Task: What this exercise calls for is an exact copy of the data.

***

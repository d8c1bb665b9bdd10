//! Storage-shape classification.
//!
//! Items arrive from servers in three physical shapes, and download UIs
//! present them differently: one big archive, a handful of multi-chapter
//! volumes, or one file per chapter.

use crate::chapters::{file_start_times, find_related_files_by_start_times};
use crate::layout::StorageLayout;
use bridge_traits::types::{Chapter, DetailedItem};
use serde::{Deserialize, Serialize};

/// How an item is physically stored on the server.
#[derive(Debug, Clone, Copy, PartialEq, Eq, Serialize, Deserialize)]
pub enum BookStorageType {
    /// The entire item is a single physical file.
    Monolith,
    /// Multiple files, each spanning several chapters.
    Segmented,
    /// Exactly one file per chapter.
    Atomic,
}

/// A physical file presented as a user-facing volume, carrying the
/// chapters it serves.
#[derive(Debug, Clone, PartialEq, Serialize, Deserialize)]
pub struct BookVolume {
    pub id: String,
    pub name: String,
    pub size: i64,
    pub chapters: Vec<Chapter>,
    pub is_downloaded: bool,
}

/// Classify an item's physical shape.
pub fn storage_type(item: &DetailedItem) -> BookStorageType {
    match item.files.len() {
        0 | 1 => BookStorageType::Monolith,
        n if n == item.chapters.len() => BookStorageType::Atomic,
        _ => BookStorageType::Segmented,
    }
}

/// Map an item's files to volumes, checking the layout for on-disk
/// presence.
pub async fn map_chapters_to_volumes(
    item: &DetailedItem,
    layout: &StorageLayout,
) -> Vec<BookVolume> {
    let start_times = file_start_times(&item.files);
    let mut volumes = Vec::with_capacity(item.files.len());

    for file in &item.files {
        let chapters: Vec<Chapter> = item
            .chapters
            .iter()
            .filter(|chapter| {
                find_related_files_by_start_times(chapter, &item.files, &start_times)
                    .iter()
                    .any(|related| related.id == file.id)
            })
            .cloned()
            .collect();

        let path = layout.media_path(&item.id, &file.id);
        let is_downloaded = tokio::fs::try_exists(&path).await.unwrap_or(false);

        volumes.push(BookVolume {
            id: file.id.clone(),
            name: file.name.clone(),
            size: file.size,
            chapters,
            is_downloaded,
        });
    }

    volumes
}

***

Result:
repository d8c1bb665b9bdd10
//! Storage-shape classification.
//!
//! Items arrive from servers in three physical shapes, and download UIs
//! present them differently: one big archive, a handful of multi-chapter
//! volumes, or one file per chapter.

use crate::chapters::{file_start_times, find_related_files_by_start_times};
use crate::layout::StorageLayout;
use bridge_traits::types::{Chapter, DetailedItem};
use serde::{Deserialize, Serialize};

/// How an item is physically stored on the server.
#[derive(Debug, Clone, Copy, PartialEq, Eq, Serialize, Deserialize)]
pub enum BookStorageType {
    /// The entire item is a single physical file.
    Monolith,
    /// Multiple files, each spanning several chapters.
    Segmented,
    /// Exactly one file per chapter.
    Atomic,
}

/// A physical file presented as a user-facing volume, carrying the
/// chapters it serves.
#[derive(Debug, Clone, PartialEq, Serialize, Deserialize)]
pub struct BookVolume {
    pub id: String,
    pub name: String,
    pub size: i64,
    pub chapters: Vec<Chapter>,
    pub is_downloaded: bool,
}

/// Classify an item's physical shape.
pub fn storage_type(item: &DetailedItem) -> BookStorageType {
    match item.files.len() {
        0 | 1 => BookStorageType::Monolith,
        n if n == item.chapters.len() => BookStorageType::Atomic,
        _ => BookStorageType::Segmented,
    }
}

/// Map an item's files to volumes, checking the layout for on-disk
/// presence.
pub async fn map_chapters_to_volumes(
    item: &DetailedItem,
    layout: &StorageLayout,
) -> Vec<BookVolume> {
    let start_times = file_start_times(&item.files);
    let mut volumes = Vec::with_capacity(item.files.len());

    for file in &item.files {
        let chapters: Vec<Chapter> = item
            .chapters
            .iter()
            .filter(|chapter| {
                find_related_files_by_start_times(chapter, &item.files, &start_times)
                    .iter()
                    .any(|related| related.id == file.id)
            })
            .cloned()
            .collect();

        let path = layout.media_path(&item.id, &file.id);
        let is_downloaded = tokio::fs::try_exists(&path).await.unwrap_or(false);

        volumes.push(BookVolume {
            id: file.id.clone(),
            name: file.name.clone(),
            size: file.size,
            chapters,
            is_downloaded,
        });
    }

    volumes
}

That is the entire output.